(RECORDS TO USE)

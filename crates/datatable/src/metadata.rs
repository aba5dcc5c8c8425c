//! Per-column key/value annotations.
//!
//! Metadata is an open bag of scalars kept in insertion order. The order is part
//! of the serialized form, so writing, reading and writing again yields the same
//! bytes.

use crate::error::FormatError;
use crate::types::ColumnType;
use indexmap::IndexMap;
use serde::Serialize;
use std::fmt;
use std::io::{self, Write};

/// Well-known metadata keys.
pub mod keys {
    pub const INDEX: &str = "Index";
    pub const NAME: &str = "Name";
    pub const TYPE: &str = "Type";
    pub const IS_NUMERIC: &str = "IsNumeric";
    pub const HAS_BEEN_ANALYSED: &str = "HasBeenAnalysed";
    pub const IS_INTEGER: &str = "IsInteger";
    pub const MIN_VALUE: &str = "MinValue";
    pub const MAX_VALUE: &str = "MaxValue";
    pub const NAN_COUNT: &str = "NanCount";
    pub const INFINITY_COUNT: &str = "InfinityCount";
    pub const COUNT: &str = "Count";
    pub const MEAN: &str = "Mean";
    pub const STD_DEV: &str = "StdDev";
    pub const NUM_DISTINCT: &str = "NumDistinct";
    pub const CATEGORY_PREFIX: &str = "Category:";
    pub const NORMALIZATION_TYPE: &str = "NormalizationType";
    pub const NORMALIZE_SUBTRACT: &str = "NormalizeSubtract";
    pub const NORMALIZE_DIVIDE: &str = "NormalizeDivide";
}

#[derive(Clone, Debug, PartialEq, Serialize)]
#[serde(untagged)]
pub enum MetaValue {
    Bool(bool),
    Int(i64),
    Number(f64),
    String(String),
}

impl MetaValue {
    const TAG_BOOL: u8 = 0;
    const TAG_INT: u8 = 1;
    const TAG_NUMBER: u8 = 2;
    const TAG_STRING: u8 = 3;

    pub fn as_bool(&self) -> Option<bool> {
        match self {
            MetaValue::Bool(v) => Some(*v),
            _ => None,
        }
    }

    pub fn as_i64(&self) -> Option<i64> {
        match self {
            MetaValue::Int(v) => Some(*v),
            _ => None,
        }
    }

    /// Numbers and integers both read as `f64`.
    pub fn as_f64(&self) -> Option<f64> {
        match self {
            MetaValue::Number(v) => Some(*v),
            MetaValue::Int(v) => Some(*v as f64),
            _ => None,
        }
    }

    pub fn as_str(&self) -> Option<&str> {
        match self {
            MetaValue::String(v) => Some(v),
            _ => None,
        }
    }
}

impl fmt::Display for MetaValue {
    fn fmt(&self, f: &mut fmt::Formatter<'_>) -> fmt::Result {
        match self {
            MetaValue::Bool(v) => write!(f, "{v}"),
            MetaValue::Int(v) => write!(f, "{v}"),
            MetaValue::Number(v) => write!(f, "{v}"),
            MetaValue::String(v) => f.write_str(v),
        }
    }
}

impl From<bool> for MetaValue {
    fn from(v: bool) -> Self {
        MetaValue::Bool(v)
    }
}

impl From<i64> for MetaValue {
    fn from(v: i64) -> Self {
        MetaValue::Int(v)
    }
}

impl From<u64> for MetaValue {
    fn from(v: u64) -> Self {
        MetaValue::Int(v as i64)
    }
}

impl From<usize> for MetaValue {
    fn from(v: usize) -> Self {
        MetaValue::Int(v as i64)
    }
}

impl From<f64> for MetaValue {
    fn from(v: f64) -> Self {
        MetaValue::Number(v)
    }
}

impl From<&str> for MetaValue {
    fn from(v: &str) -> Self {
        MetaValue::String(v.to_owned())
    }
}

impl From<String> for MetaValue {
    fn from(v: String) -> Self {
        MetaValue::String(v)
    }
}

#[derive(Clone, Debug, Default, PartialEq, Serialize)]
#[serde(transparent)]
pub struct MetaData {
    values: IndexMap<String, MetaValue>,
}

impl MetaData {
    pub fn new() -> Self {
        Self::default()
    }

    pub fn len(&self) -> usize {
        self.values.len()
    }

    pub fn is_empty(&self) -> bool {
        self.values.is_empty()
    }

    pub fn get(&self, key: &str) -> Option<&MetaValue> {
        self.values.get(key)
    }

    pub fn contains(&self, key: &str) -> bool {
        self.values.contains_key(key)
    }

    /// Insert or replace. Replacing keeps the key's original position.
    pub fn set(&mut self, key: impl Into<String>, value: impl Into<MetaValue>) {
        self.values.insert(key.into(), value.into());
    }

    pub fn remove(&mut self, key: &str) -> Option<MetaValue> {
        self.values.shift_remove(key)
    }

    pub fn iter(&self) -> impl Iterator<Item = (&str, &MetaValue)> {
        self.values.iter().map(|(k, v)| (k.as_str(), v))
    }

    pub fn get_bool(&self, key: &str) -> Option<bool> {
        self.get(key).and_then(MetaValue::as_bool)
    }

    pub fn get_i64(&self, key: &str) -> Option<i64> {
        self.get(key).and_then(MetaValue::as_i64)
    }

    pub fn get_f64(&self, key: &str) -> Option<f64> {
        self.get(key).and_then(MetaValue::as_f64)
    }

    pub fn get_str(&self, key: &str) -> Option<&str> {
        self.get(key).and_then(MetaValue::as_str)
    }

    pub fn name(&self) -> Option<&str> {
        self.get_str(keys::NAME)
    }

    pub fn set_name(&mut self, name: impl Into<String>) {
        self.set(keys::NAME, name.into());
    }

    pub fn index(&self) -> Option<u32> {
        self.get_i64(keys::INDEX).and_then(|v| u32::try_from(v).ok())
    }

    pub fn set_index(&mut self, index: u32) {
        self.set(keys::INDEX, i64::from(index));
    }

    pub fn set_column_type(&mut self, column_type: ColumnType) {
        self.set(keys::TYPE, column_type.name());
        self.set(keys::IS_NUMERIC, column_type.is_numeric());
    }

    pub fn is_numeric(&self) -> bool {
        self.get_bool(keys::IS_NUMERIC).unwrap_or(false)
    }

    pub fn has_been_analysed(&self) -> bool {
        self.get_bool(keys::HAS_BEEN_ANALYSED).unwrap_or(false)
    }

    pub fn set_analysed(&mut self) {
        self.set(keys::HAS_BEEN_ANALYSED, true);
    }

    /// Category labels written by the distinct indexer, in index order.
    pub fn category_labels(&self) -> Vec<(u32, &str)> {
        self.iter()
            .filter_map(|(k, v)| {
                let idx = k.strip_prefix(keys::CATEGORY_PREFIX)?.parse::<u32>().ok()?;
                Some((idx, v.as_str()?))
            })
            .collect()
    }

    pub fn write_to(&self, out: &mut impl Write) -> io::Result<()> {
        out.write_all(&(self.values.len() as u32).to_le_bytes())?;
        for (key, value) in &self.values {
            write_str(out, key)?;
            match value {
                MetaValue::Bool(v) => {
                    out.write_all(&[MetaValue::TAG_BOOL, u8::from(*v)])?;
                }
                MetaValue::Int(v) => {
                    out.write_all(&[MetaValue::TAG_INT])?;
                    out.write_all(&v.to_le_bytes())?;
                }
                MetaValue::Number(v) => {
                    out.write_all(&[MetaValue::TAG_NUMBER])?;
                    out.write_all(&v.to_le_bytes())?;
                }
                MetaValue::String(v) => {
                    out.write_all(&[MetaValue::TAG_STRING])?;
                    write_str(out, v)?;
                }
            }
        }
        Ok(())
    }

    /// Parse a metadata block, advancing `bytes` past it.
    pub fn read_from(bytes: &mut &[u8]) -> Result<Self, FormatError> {
        let count = read_u32(bytes)?;
        let mut values = IndexMap::with_capacity(count.min(1024) as usize);
        for _ in 0..count {
            let key = read_str(bytes)?;
            let tag = take(bytes, 1)?[0];
            let value = match tag {
                MetaValue::TAG_BOOL => MetaValue::Bool(take(bytes, 1)?[0] != 0),
                MetaValue::TAG_INT => MetaValue::Int(i64::from_le_bytes(take_array(bytes)?)),
                MetaValue::TAG_NUMBER => MetaValue::Number(f64::from_le_bytes(take_array(bytes)?)),
                MetaValue::TAG_STRING => MetaValue::String(read_str(bytes)?),
                other => return Err(FormatError::UnknownMetadataValue(other)),
            };
            values.insert(key, value);
        }
        Ok(Self { values })
    }
}

fn write_str(out: &mut impl Write, s: &str) -> io::Result<()> {
    out.write_all(&(s.len() as u32).to_le_bytes())?;
    out.write_all(s.as_bytes())
}

fn take<'a>(bytes: &mut &'a [u8], len: usize) -> Result<&'a [u8], FormatError> {
    if bytes.len() < len {
        return Err(FormatError::Truncated("metadata"));
    }
    let (head, rest) = bytes.split_at(len);
    *bytes = rest;
    Ok(head)
}

fn take_array<const N: usize>(bytes: &mut &[u8]) -> Result<[u8; N], FormatError> {
    let raw = take(bytes, N)?;
    let mut out = [0u8; N];
    out.copy_from_slice(raw);
    Ok(out)
}

fn read_u32(bytes: &mut &[u8]) -> Result<u32, FormatError> {
    take_array(bytes).map(u32::from_le_bytes)
}

fn read_str(bytes: &mut &[u8]) -> Result<String, FormatError> {
    let len = read_u32(bytes)? as usize;
    let raw = take(bytes, len)?;
    String::from_utf8(raw.to_vec()).map_err(|_| FormatError::InvalidUtf8("metadata"))
}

(End RECORDS TO USE)

INSTRUCTIONS FOR THE TASK. I'd like an exact copy of the lines above, from the very first one through the line that contains "pub const IS_INTEGER: &str", with nothing else added.

ANSWER TO THIS PROBLEM.
filename crates/datatable/src/metadata.rs
repository aba5dcc5c8c8425c
//! Per-column key/value annotations.
//!
//! Metadata is an open bag of scalars kept in insertion order. The order is part
//! of the serialized form, so writing, reading and writing again yields the same
//! bytes.

use crate::error::FormatError;
use crate::types::ColumnType;
use indexmap::IndexMap;
use serde::Serialize;
use std::fmt;
use std::io::{self, Write};

/// Well-known metadata keys.
pub mod keys {
    pub const INDEX: &str = "Index";
    pub const NAME: &str = "Name";
    pub const TYPE: &str = "Type";
    pub const IS_NUMERIC: &str = "IsNumeric";
    pub const HAS_BEEN_ANALYSED: &str = "HasBeenAnalysed";
    pub const IS_INTEGER: &str = "IsInteger";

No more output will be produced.